La construction des représentations, et donc ses acteurs, notamment médiatiques, doivent être pris en compte dans les démarches de mise en œuvre de l'agenda 2030. C'est ce que suggère l'approche cindynique du second ordre, qui partage plusieurs concepts avec le développement durable, et offre une méthode opérationnelle permettant des gains d'efficience opérationnelle aux acteurs poursuivant des objectifs de l'agenda 2030.
Quatre des cinq piliers de l'agenda sont partagés : les piliers population et planète correspondent à la prévention des risques humains et environnementaux et à la réduction des vulnérabilités, le pilier prospérité correspond à la réduction des frictions et des conflictualités, qui concerne tant les problèmes d'efficience de la prévention que d'efficience du développement, et le pilier paix correspond à la réduction des conflictualités et des divergences.
Schématiquement, la méthode cindynique sert initialement à la réduction des vulnérabilités, c'est à dire à forger des résiliences par la réduction des lacunes et dissonances des acteurs. Puis les Cindyniques du second ordre ont spécifiquement pris en compte les conflictualités des situations, par deux évolutions conceptuelles : la relativisation des situations, de leurs perceptions, et des estimations de leurs évolutions nécessaires, et la généralisation de la notion de transformation. Cette généralisation permet donc de prendre en compte les transformations nécessaires à la prévention, au développement, et à la prévention ou réduction des conflits.

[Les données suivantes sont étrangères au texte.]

//! Integration tests for the `stylegrow train` command.

use assert_cmd::Command;
use predicates::prelude::*;
use std::path::Path;
use tempfile::TempDir;

const TINY_CONFIG: &str = r#"
run_desc = "tiny"
total_kimg = 0.2
image_snapshot_ticks = "none"
network_snapshot_ticks = "none"
grid_size = [2, 2]

[schedule]
minibatch_size_base = 4
minibatch_gpu_base = 4

[dataset]
kind = "synthetic"
resolution = 8
num_channels = 1
max_images = 16

[g_args]
latent_size = 8
"#;

fn write_config(dir: &Path, body: &str) -> std::path::PathBuf {
    let path = dir.join("train.toml");
    std::fs::write(&path, body).unwrap();
    path
}

#[test]
fn test_train_writes_run_directory() {
    let temp_dir = TempDir::new().unwrap();
    let config = write_config(temp_dir.path(), TINY_CONFIG);
    let results = temp_dir.path().join("results");

    let mut cmd = Command::cargo_bin("stylegrow").unwrap();
    cmd.arg("train")
        .arg(&config)
        .arg("--results-dir")
        .arg(&results)
        .assert()
        .success()
        .stdout(predicate::str::contains("Training complete"));

    let run_dir = results.join("00000-tiny");
    assert!(run_dir.join("network-final.pkl").exists());
    assert!(run_dir.join("training_manifest.json").exists());
    assert!(run_dir.join("config.toml").exists());
    assert!(run_dir.join("reals.png").exists());
    assert!(run_dir.join("fakes_init.png").exists());
}

#[test]
fn test_train_json_outcome() {
    let temp_dir = TempDir::new().unwrap();
    let config = write_config(temp_dir.path(), TINY_CONFIG);

    let mut cmd = Command::cargo_bin("stylegrow").unwrap();
    let assert = cmd
        .arg("train")
        .arg(&config)
        .arg("--results-dir")
        .arg(temp_dir.path().join("results"))
        .arg("--json")
        .assert()
        .success();

    let stdout = String::from_utf8_lossy(&assert.get_output().stdout).to_string();
    let json: serde_json::Value = serde_json::from_str(&stdout).expect("JSON output should be valid JSON");
    assert_eq!(json["run_id"], 0);
    assert_eq!(json["cur_nimg"], 200);
    assert_eq!(json["cancelled"], false);
}

#[test]
fn test_train_resume_latest() {
    let temp_dir = TempDir::new().unwrap();
    let config = write_config(temp_dir.path(), TINY_CONFIG);
    let results = temp_dir.path().join("results");

    Command::cargo_bin("stylegrow")
        .unwrap()
        .arg("train")
        .arg(&config)
        .arg("--results-dir")
        .arg(&results)
        .assert()
        .success();

    let mut cmd = Command::cargo_bin("stylegrow").unwrap();
    let assert = cmd
        .arg("train")
        .arg(&config)
        .arg("--results-dir")
        .arg(&results)
        .arg("--resume")
        .arg("latest")
        .arg("--resume-kimg")
        .arg("0.1")
        .arg("--json")
        .assert()
        .success();

    let stdout = String::from_utf8_lossy(&assert.get_output().stdout).to_string();
    let json: serde_json::Value = serde_json::from_str(&stdout).unwrap();
    assert_eq!(json["run_id"], 1);
    assert_eq!(json["cur_nimg"], 200);
}

#[test]
fn test_train_missing_config_fails() {
    let temp_dir = TempDir::new().unwrap();
    let mut cmd = Command::cargo_bin("stylegrow").unwrap();
    cmd.arg("train")
        .arg(temp_dir.path().join("missing.toml"))
        .assert()
        .failure()
        .stderr(predicate::str::contains("config file not found"));
}

#[test]
fn test_train_resume_without_runs_fails() {
    let temp_dir = TempDir::new().unwrap();
    let config = write_config(temp_dir.path(), TINY_CONFIG);

    let mut cmd = Command::cargo_bin("stylegrow").unwrap();
    cmd.arg("train")
        .arg(&config)
        .arg("--results-dir")
        .arg(temp_dir.path().join("results"))
        .arg("--resume")
        .arg("latest")
        .assert()
        .failure()
        .stderr(predicate::str::contains("Failed to resolve resume target"));
}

Les modélisations du second ordre font émerger la notion de conflictualité, qui est vue comme un continuum, est s'avère centrale : elle est en effet responsable tant des conflits au sens classique, que des phénomènes de friction qui minent l'efficience des actions de développement et des actions de prévention.
L'ONU est arrivée en pratique à la même conclusion dans son rapport 2018 sur les Objectifs du Développement Durable (ODD), qui mentionnait que les conflits remettaient en question les efforts pour atteindre les ODD. Et précisément, l'ODD 16 vise la réduction des conflits, ainsi que l'accès à la justice et le renforcement des institutions. De façon étonnante, cet objectif a pourtant failli ne pas faire partie de l'agenda 2030: il n'existait pas de consensus entre acteurs quant à la prise en compte spécifique des problématiques de paix, de sécurité et de gouvernance1 , et le sommet Rio+20 est d'ailleurs parfois considéré comme un échec2 .
L'approche cindynique des complexes risque-conflit-développement et de l'agenda 2030 s'appuie en grande partie sur les actions de réduction des conflictualités, qui sont fonction des divergences de prospectives des acteurs, et de leurs disparités de perceptions. Sachant que la plupart du temps la majorité des divergences entre acteurs repose au départ sur leur disparités de perception du réel, et que ces perceptions sont le plus souvent indirectes, et reposent sur des représentations, par exemple médiatiques, le rôle des constructeurs de ces représentations est donc crucial.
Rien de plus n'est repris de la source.